* [GOAL OF THE EXERCISE]:
Nothing in the records should be altered; retype them all exactly.

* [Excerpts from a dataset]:
use crate::errors::ConfigurationError;
use itertools::Itertools;
use serde::{Deserialize, Serialize};

/// Lowest coefficient of performance a curve may take anywhere in its domain.
pub const MIN_CURVE_COP: f64 = 1.0;

/// Coefficient of performance of a cooling unit as a function of ambient temperature (ºC).
///
/// Both forms must be non-increasing with temperature and never dip below 1.0.
#[derive(Clone, Debug, Deserialize, PartialEq, Serialize)]
#[serde(tag = "type", rename_all = "snake_case", deny_unknown_fields)]
pub enum CopCurve {
    /// COP = clamp(cop_at_reference + slope · (T - reference_temp), floor, ceiling)
    Affine {
        reference_temp: f64,
        cop_at_reference: f64,
        slope: f64,
        floor: f64,
        #[serde(default, skip_serializing_if = "Option::is_none")]
        ceiling: Option<f64>,
    },
    /// Linear interpolation between (temperature, COP) points, held flat outside them.
    PiecewiseLinear { points: Vec<(f64, f64)> },
}

impl CopCurve {
    pub fn cop_at(&self, ambient_temp: f64) -> f64 {
        match self {
            CopCurve::Affine {
                reference_temp,
                cop_at_reference,
                slope,
                floor,
                ceiling,
            } => {
                let cop = (cop_at_reference + slope * (ambient_temp - reference_temp)).max(*floor);
                match ceiling {
                    Some(ceiling) => cop.min(*ceiling),
                    None => cop,
                }
            }
            CopCurve::PiecewiseLinear { points } => interpolate(points, ambient_temp),
        }
    }

    /// Largest COP the curve reaches over the given ambient temperature range.
    pub fn max_cop_between(&self, lowest_temp: f64, highest_temp: f64) -> f64 {
        // curves are non-increasing so the coldest end is always the best
        self.cop_at(lowest_temp.min(highest_temp))
    }

    /// Sample the curve at each whole degree between two temperatures (inclusive).
    pub fn samples(&self, from_temp: i32, to_temp: i32) -> Vec<(f64, f64)> {
        (from_temp..=to_temp)
            .map(|temp| (temp as f64, self.cop_at(temp as f64)))
            .collect()
    }

    pub(crate) fn validate(&self) -> Result<(), ConfigurationError> {
        match self {
            CopCurve::Affine {
                reference_temp,
                cop_at_reference,
                slope,
                floor,
                ceiling,
            } => {
                if ![*reference_temp, *cop_at_reference, *slope, *floor]
                    .iter()
                    .all(|value| value.is_finite())
                {
                    return Err(ConfigurationError::new(
                        "affine COP curve parameters must be finite",
                    ));
                }
                if *slope > 0. {
                    return Err(ConfigurationError::new(format!(
                        "COP curve slope must not be positive (got {slope})"
                    )));
                }
                if *floor < MIN_CURVE_COP {
                    return Err(ConfigurationError::new(format!(
                        "COP curve floor must be at least {MIN_CURVE_COP} (got {floor})"
                    )));
                }
                if let Some(ceiling) = ceiling {
                    if !ceiling.is_finite() || ceiling < floor {
                        return Err(ConfigurationError::new(format!(
                            "COP curve ceiling ({ceiling}) must be finite and not below its floor ({floor})"
                        )));
                    }
                }
                Ok(())
            }
            CopCurve::PiecewiseLinear { points } => {
                if points.is_empty() {
                    return Err(ConfigurationError::new(
                        "piecewise linear COP curve needs at least one point",
                    ));
                }
                if points
                    .iter()
                    .any(|(temp, cop)| !temp.is_finite() || !cop.is_finite())
                {
                    return Err(ConfigurationError::new(
                        "piecewise linear COP curve points must be finite",
                    ));
                }
                if let Some((_, cop)) = points.iter().find(|(_, cop)| *cop < MIN_CURVE_COP) {
                    return Err(ConfigurationError::new(format!(
                        "COP curve dips below {MIN_CURVE_COP} (got {cop})"
                    )));
                }
                for ((temp_a, cop_a), (temp_b, cop_b)) in points.iter().tuple_windows() {
                    if temp_b <= temp_a {
                        return Err(ConfigurationError::new(
                            "COP curve temperatures must be strictly increasing",
                        ));
                    }
                    if cop_b > cop_a {
                        return Err(ConfigurationError::new(format!(
                            "COP curve is not monotonically non-increasing between {temp_a}ºC and {temp_b}ºC"
                        )));
                    }
                }
                Ok(())
            }
        }
    }
}

fn interpolate(points: &[(f64, f64)], x: f64) -> f64 {
    let (Some(first), Some(last)) = (points.first(), points.last()) else {
        return f64::NAN;
    };
    if x <= first.0 {
        return first.1;
    }
    if x >= last.0 {
        return last.1;
    }
    points
        .iter()
        .tuple_windows()
        .find(|(_, (x_b, _))| x <= *x_b)
        .map(|((x_a, y_a), (x_b, y_b))| y_a + (y_b - y_a) * (x - x_a) / (x_b - x_a))
        .unwrap_or(last.1)
}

* [RESULT OF THIS TASK]:
use crate::errors::ConfigurationError;
use itertools::Itertools;
use serde::{Deserialize, Serialize};

/// Lowest coefficient of performance a curve may take anywhere in its domain.
pub const MIN_CURVE_COP: f64 = 1.0;

/// Coefficient of performance of a cooling unit as a function of ambient temperature (ºC).
///
/// Both forms must be non-increasing with temperature and never dip below 1.0.
#[derive(Clone, Debug, Deserialize, PartialEq, Serialize)]
#[serde(tag = "type", rename_all = "snake_case", deny_unknown_fields)]
pub enum CopCurve {
    /// COP = clamp(cop_at_reference + slope · (T - reference_temp), floor, ceiling)
    Affine {
        reference_temp: f64,
        cop_at_reference: f64,
        slope: f64,
        floor: f64,
        #[serde(default, skip_serializing_if = "Option::is_none")]
        ceiling: Option<f64>,
    },
    /// Linear interpolation between (temperature, COP) points, held flat outside them.
    PiecewiseLinear { points: Vec<(f64, f64)> },
}

impl CopCurve {
    pub fn cop_at(&self, ambient_temp: f64) -> f64 {
        match self {
            CopCurve::Affine {
                reference_temp,
                cop_at_reference,
                slope,
                floor,
                ceiling,
            } => {
                let cop = (cop_at_reference + slope * (ambient_temp - reference_temp)).max(*floor);
                match ceiling {
                    Some(ceiling) => cop.min(*ceiling),
                    None => cop,
                }
            }
            CopCurve::PiecewiseLinear { points } => interpolate(points, ambient_temp),
        }
    }

    /// Largest COP the curve reaches over the given ambient temperature range.
    pub fn max_cop_between(&self, lowest_temp: f64, highest_temp: f64) -> f64 {
        // curves are non-increasing so the coldest end is always the best
        self.cop_at(lowest_temp.min(highest_temp))
    }

    /// Sample the curve at each whole degree between two temperatures (inclusive).
    pub fn samples(&self, from_temp: i32, to_temp: i32) -> Vec<(f64, f64)> {
        (from_temp..=to_temp)
            .map(|temp| (temp as f64, self.cop_at(temp as f64)))
            .collect()
    }

    pub(crate) fn validate(&self) -> Result<(), ConfigurationError> {
        match self {
            CopCurve::Affine {
                reference_temp,
                cop_at_reference,
                slope,
                floor,
                ceiling,
            } => {
                if ![*reference_temp, *cop_at_reference, *slope, *floor]
                    .iter()
                    .all(|value| value.is_finite())
                {
                    return Err(ConfigurationError::new(
                        "affine COP curve parameters must be finite",
                    ));
                }
                if *slope > 0. {
                    return Err(ConfigurationError::new(format!(
                        "COP curve slope must not be positive (got {slope})"
                    )));
                }
                if *floor < MIN_CURVE_COP {
                    return Err(ConfigurationError::new(format!(
                        "COP curve floor must be at least {MIN_CURVE_COP} (got {floor})"
                    )));
                }
                if let Some(ceiling) = ceiling {
                    if !ceiling.is_finite() || ceiling < floor {
                        return Err(ConfigurationError::new(format!(
                            "COP curve ceiling ({ceiling}) must be finite and not below its floor ({floor})"
                        )));
                    }
                }
                Ok(())
            }
            CopCurve::PiecewiseLinear { points } => {
                if points.is_empty() {
                    return Err(ConfigurationError::new(
                        "piecewise linear COP curve needs at least one point",
                    ));
                }
                if points
                    .iter()
                    .any(|(temp, cop)| !temp.is_finite() || !cop.is_finite())
                {
                    return Err(ConfigurationError::new(
                        "piecewise linear COP curve points must be finite",
                    ));
                }
                if let Some((_, cop)) = points.iter().find(|(_, cop)| *cop < MIN_CURVE_COP) {
                    return Err(ConfigurationError::new(format!(
                        "COP curve dips below {MIN_CURVE_COP} (got {cop})"
                    )));
                }
                for ((temp_a, cop_a), (temp_b, cop_b)) in points.iter().tuple_windows() {
                    if temp_b <= temp_a {
                        return Err(ConfigurationError::new(
                            "COP curve temperatures must be strictly increasing",
                        ));
                    }
                    if cop_b > cop_a {
                        return Err(ConfigurationError::new(format!(
                            "COP curve is not monotonically non-increasing between {temp_a}ºC and {temp_b}ºC"
                        )));
                    }
                }
                Ok(())
            }
        }
    }
}

fn interpolate(points: &[(f64, f64)], x: f64) -> f64 {
    let (Some(first), Some(last)) = (points.first(), points.last()) else {
        return f64::NAN;
    };
    if x <= first.0 {
        return first.1;
    }
    if x >= last.0 {
        return last.1;
    }
    points
        .iter()
        .tuple_windows()
        .find(|(_, (x_b, _))| x <= *x_b)
        .map(|((x_a, y_a), (x_b, y_b))| y_a + (y_b - y_a) * (x - x_a) / (x_b - x_a))
        .unwrap_or(last.1)
}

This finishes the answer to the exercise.